Humans are rather ugly creatures. Not only do they have the full range of animal instincts they also dangerously have enough intelligence to figure out how to apply those instincts against all social norms for their own benefit. Give them more room for their dysfunction and That is exactly what you will get, more of the dysfunction. This is generally a hard and fast rule.

We condemn Islam for making thieves one handed citizens and yet you never hear about flash mob theft in an Islamic country.

Islam for all of its intrinsic viciousness recognizes human nature in ways the western civilizations never will.

So while we pride ourselves on civility the criminal element counts on societal support for their criminality. They can't be reformed....they have to be made to realize that they cannot survive unless they change. Only this will create change.

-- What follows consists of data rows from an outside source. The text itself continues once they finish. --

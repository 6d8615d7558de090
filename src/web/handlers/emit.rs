// POST /emit — admit one label assertion and forward it to the label authority.
//
// Checks run in a fixed order and stop at the first failure:
//   bearer token (403) -> uri (400) -> label present (400) -> label allowed (400)
// Only a request that passes all four reaches the authority, exactly once.
// The body is read as raw bytes so an unauthenticated caller gets 403 even
// when the payload is garbage.

use axum::body::Bytes;
use axum::extract::State;
use axum::http::{HeaderMap, StatusCode};
use axum::response::{IntoResponse, Response};
use serde::{Deserialize, Serialize};
use tracing::{error, info, warn};

use crate::authority::LabelAssertion;
use crate::labels::LabelSet;
use crate::web::{api_error, auth, AppState};

/// Wire shape of an emit request. Both fields are optional so that a missing
/// field is reported as a validation error rather than a parse failure.
#[derive(Debug, Default, Clone, PartialEq, Serialize, Deserialize)]
pub struct EmitRequest {
    #[serde(default, skip_serializing_if = "Option::is_none")]
    pub uri: Option<String>,
    #[serde(default, skip_serializing_if = "Option::is_none")]
    pub label: Option<String>,
}

/// Why a well-formed request was refused.
#[derive(Debug, Clone, Copy, PartialEq, Eq)]
pub enum Rejection {
    MissingUri,
    MissingLabel,
    InvalidLabel,
}

impl Rejection {
    pub fn message(self) -> &'static str {
        match self {
            Rejection::MissingUri => "must supply uri",
            Rejection::MissingLabel => "must supply label",
            Rejection::InvalidLabel => "invalid label supplied",
        }
    }
}

impl EmitRequest {
    /// Parse a request body. An empty body counts as `{}`.
    pub fn parse(body: &[u8]) -> serde_json::Result<Self> {
        if body.iter().all(u8::is_ascii_whitespace) {
            return Ok(Self::default());
        }
        serde_json::from_slice(body)
    }

    /// Turn the request into an assertion, or say which check failed.
    pub fn validate(self, labels: &LabelSet) -> Result<LabelAssertion, Rejection> {
        let uri = self
            .uri
            .filter(|u| !u.is_empty())
            .ok_or(Rejection::MissingUri)?;
        let label = self
            .label
            .filter(|l| !l.is_empty())
            .ok_or(Rejection::MissingLabel)?;
        if !labels.contains(&label) {
            return Err(Rejection::InvalidLabel);
        }
        Ok(LabelAssertion { uri, label })
    }
}

pub async fn emit_label(State(state): State<AppState>, headers: HeaderMap, body: Bytes) -> Response {
    if !auth::is_authorized(&headers, &state.emit_label_key) {
        warn!("Rejected emit request with missing or invalid bearer token");
        return api_error(StatusCode::FORBIDDEN, "unauthorized");
    }

    let request = match EmitRequest::parse(&body) {
        Ok(request) => request,
        Err(e) => {
            warn!(error = %e, "Rejected emit request with malformed body");
            return api_error(StatusCode::BAD_REQUEST, "invalid request body");
        }
    };

    let assertion = match request.validate(&state.labels) {
        Ok(assertion) => assertion,
        Err(rejection) => {
            warn!(reason = rejection.message(), "Rejected emit request");
            return api_error(StatusCode::BAD_REQUEST, rejection.message());
        }
    };

    if let Err(e) = state.authority.create_label(&assertion).await {
        error!(
            uri = %assertion.uri,
            label = %assertion.label,
            error = %e,
            "Label authority failed to create label"
        );
        return api_error(StatusCode::BAD_GATEWAY, "label authority unavailable");
    }

    info!(uri = %assertion.uri, label = %assertion.label, "Emitted label");
    StatusCode::OK.into_response()
}

#[cfg(test)]
mod tests {
    use super::*;

    fn request(uri: Option<&str>, label: Option<&str>) -> EmitRequest {
        EmitRequest {
            uri: uri.map(String::from),
            label: label.map(String::from),
        }
    }

    #[test]
    fn empty_body_parses_as_empty_request() {
        assert_eq!(EmitRequest::parse(b"").unwrap(), EmitRequest::default());
        assert_eq!(EmitRequest::parse(b"  \n").unwrap(), EmitRequest::default());
    }

    #[test]
    fn unknown_fields_are_ignored() {
        let parsed = EmitRequest::parse(br#"{"uri":"at://x/y","label":"funny","extra":1}"#).unwrap();
        assert_eq!(parsed, request(Some("at://x/y"), Some("funny")));
    }

    #[test]
    fn non_object_bodies_fail_to_parse() {
        assert!(EmitRequest::parse(b"not json").is_err());
        assert!(EmitRequest::parse(b"[]").is_err());
        assert!(EmitRequest::parse(br#"{"uri": 42}"#).is_err());
    }

    #[test]
    fn uri_is_checked_before_label() {
        let labels = LabelSet::default();
        assert_eq!(
            request(None, Some("nonsense")).validate(&labels),
            Err(Rejection::MissingUri)
        );
        assert_eq!(
            request(Some(""), Some("funny")).validate(&labels),
            Err(Rejection::MissingUri)
        );
    }

    #[test]
    fn missing_or_empty_label_is_rejected() {
        let labels = LabelSet::default();
        assert_eq!(
            request(Some("at://x/y"), None).validate(&labels),
            Err(Rejection::MissingLabel)
        );
        assert_eq!(
            request(Some("at://x/y"), Some("")).validate(&labels),
            Err(Rejection::MissingLabel)
        );
    }

    #[test]
    fn label_outside_allow_list_is_rejected() {
        let labels = LabelSet::default();
        for label in ["spam", "FUNNY", "bad faith", "off-topic "] {
            assert_eq!(
                request(Some("at://x/y"), Some(label)).validate(&labels),
                Err(Rejection::InvalidLabel),
                "{label:?} should be rejected"
            );
        }
    }

    #[test]
    fn valid_request_becomes_assertion() {
        let assertion = request(Some("at://x/y"), Some("funny"))
            .validate(&LabelSet::default())
            .unwrap();
        assert_eq!(
            assertion,
            LabelAssertion {
                uri: "at://x/y".to_string(),
                label: "funny".to_string(),
            }
        );
    }
}
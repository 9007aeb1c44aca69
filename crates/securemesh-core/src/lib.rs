//! SecureMesh Core Library
//!
//! Ties together the SecureMesh components:
//! - Cryptography (ciphers, key agreement, digests, value codec)
//! - Protocol (frames, sealed sessions, handshake states)
//! - Network (node identity, peer table, handlers, mesh node)

pub use securemesh_crypto as crypto;
pub use securemesh_network as network;
pub use securemesh_protocol as protocol;

pub use crypto::CryptoError;
pub use network::{MeshSettings, NetworkError, Node};
pub use protocol::ProtocolError;

/// Initialize the SecureMesh library
pub fn init() -> Result<(), CryptoError> {
    crypto::init()
}
//! Handshake state machine
//!
//! ```text
//! Connecting -> KeyNegotiation -> Authenticating -> Dispatching -> Closed
//!           \_____(cached key)___/
//! ```
//!
//! Any state may move to `Closed`; nothing leaves `Closed`.

use crate::error::{ProtocolError, Result};
use std::fmt;
use tracing::debug;

/// Handshake progress of one connection
#[derive(Debug, Clone, Copy, PartialEq, Eq)]
pub enum HandshakeState {
    /// Identity exchange (`id`, `known`)
    Connecting,
    /// Ephemeral EC exchange and key derivation
    KeyNegotiation,
    /// Secret verification under the session key
    Authenticating,
    /// Handler running
    Dispatching,
    /// Terminal state
    Closed { success: bool },
}

impl HandshakeState {
    pub fn is_closed(self) -> bool {
        matches!(self, HandshakeState::Closed { .. })
    }

    fn can_advance_to(self, next: HandshakeState) -> bool {
        use HandshakeState::*;

        match (self, next) {
            (Closed { .. }, _) => false,
            (_, Closed { .. }) => true,
            (Connecting, KeyNegotiation) | (Connecting, Authenticating) => true,
            (KeyNegotiation, Authenticating) => true,
            (Authenticating, Dispatching) => true,
            _ => false,
        }
    }
}

impl fmt::Display for HandshakeState {
    fn fmt(&self, f: &mut fmt::Formatter<'_>) -> fmt::Result {
        match self {
            HandshakeState::Connecting => write!(f, "Connecting"),
            HandshakeState::KeyNegotiation => write!(f, "KeyNegotiation"),
            HandshakeState::Authenticating => write!(f, "Authenticating"),
            HandshakeState::Dispatching => write!(f, "Dispatching"),
            HandshakeState::Closed { success: true } => write!(f, "Closed(ok)"),
            HandshakeState::Closed { success: false } => write!(f, "Closed(error)"),
        }
    }
}

/// Tracks the state of one handshake and logs every transition
#[derive(Debug)]
pub struct HandshakeTracker {
    role: &'static str,
    peer: String,
    state: HandshakeState,
}

impl HandshakeTracker {
    pub fn new(role: &'static str) -> Self {
        HandshakeTracker {
            role,
            peer: String::new(),
            state: HandshakeState::Connecting,
        }
    }

    pub fn state(&self) -> HandshakeState {
        self.state
    }

    /// Attach the remote id once it is known
    pub fn set_peer(&mut self, peer: &str) {
        self.peer = peer.to_string();
    }

    pub fn advance(&mut self, next: HandshakeState) -> Result<()> {
        if !self.state.can_advance_to(next) {
            return Err(ProtocolError::InvalidTransition {
                from: self.state,
                to: next,
            });
        }

        debug!(role = self.role, peer = %self.peer, "{} -> {}", self.state, next);
        self.state = next;
        Ok(())
    }

    /// Move to `Closed`; a tracker that is already closed keeps its outcome
    pub fn close(&mut self, success: bool) {
        if !self.state.is_closed() {
            let next = HandshakeState::Closed { success };
            debug!(role = self.role, peer = %self.peer, "{} -> {}", self.state, next);
            self.state = next;
        }
    }
}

Derek Chauvin is a perfect example of how the new rules have failed us.

Jo
This thead is hot garbage. Kneeling on a man's neck until he dies is not part of the job. What useless slime and propaganda this is.
 
Violent crime is down nation wide.





Good reading....
 
This thead is hot garbage. Kneeling on a man's neck until he dies is not part of the job. What useless slime and propaganda this is.
Kneeling on key body points is a long time police arrest method.

Chauvin was told not to use it.
He did anyway. Floyd did not die from the kneeling.
 
Kneeling on key body points is a long time police arrest method
Weasel attempt. Intentional use of vague language to try to sidestep the point by being inappropriately obtuse.

Kneeling on a person's neck for 9 minutes is not part of the job. As we heard in the testimony from Chauvin's boss that got Chauvin thrown in prison for the rest of his life.
 
Weasel attempt. Intentional use of vague language to try to sidestep the point by being inappropriately obtuse.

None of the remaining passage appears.